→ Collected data
┄┄┄┄┄┄┄┄┄┄┄┄┄┄┄┄┄┄┄┄

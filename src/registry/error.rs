//! Dispatch errors

use std::fmt;

use thiserror::Error;

/// Action guarded by a capability query
#[derive(Debug, Clone, Copy, PartialEq, Eq)]
pub enum Operation {
    Read,
    Write,
    Convert,
}

impl Operation {
    pub fn as_str(&self) -> &'static str {
        match self {
            Operation::Read => "read",
            Operation::Write => "write",
            Operation::Convert => "convert",
        }
    }
}

impl fmt::Display for Operation {
    fn fmt(&self, f: &mut fmt::Formatter<'_>) -> fmt::Result {
        f.write_str(self.as_str())
    }
}

#[derive(Debug, Error)]
pub enum StoreError {
    /// An action was invoked for a pair whose capability query answers false
    #[error("Unimplemented operation: {operation} '{store}' with '{target}'")]
    Unimplemented {
        operation: Operation,
        store: &'static str,
        target: &'static str,
    },

    #[error("Unknown store type: {0}")]
    UnknownStore(String),

    #[error("Unknown format: {0}")]
    UnknownFormat(String),

    #[error("No {0} in store")]
    EmptyStore(String),

    #[error("Index {index} out of range for '{key}' ({len} stored)")]
    IndexOutOfRange {
        key: String,
        index: usize,
        len: usize,
    },

    #[error("Stored value is not a '{expected}'")]
    TypeMismatch { expected: &'static str },

    #[error("Invalid conversion path: {0}")]
    InvalidPath(String),

    /// Failure raised by a hook implementation, passed through unchanged
    #[error(transparent)]
    Execution(#[from] anyhow::Error),
}

impl StoreError {
    /// Returns true for the misuse fault (action without capability)
    pub fn is_unimplemented(&self) -> bool {
        matches!(self, StoreError::Unimplemented { .. })
    }
}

┄┄┄┄┄┄┄┄┄┄┄┄┄┄┄┄┄┄┄┄

→ PROBLEM TO SOLVE
Report the number of lines in the records that include the string "StoreError", and write no other words.

→ EXERCISE RESULT
3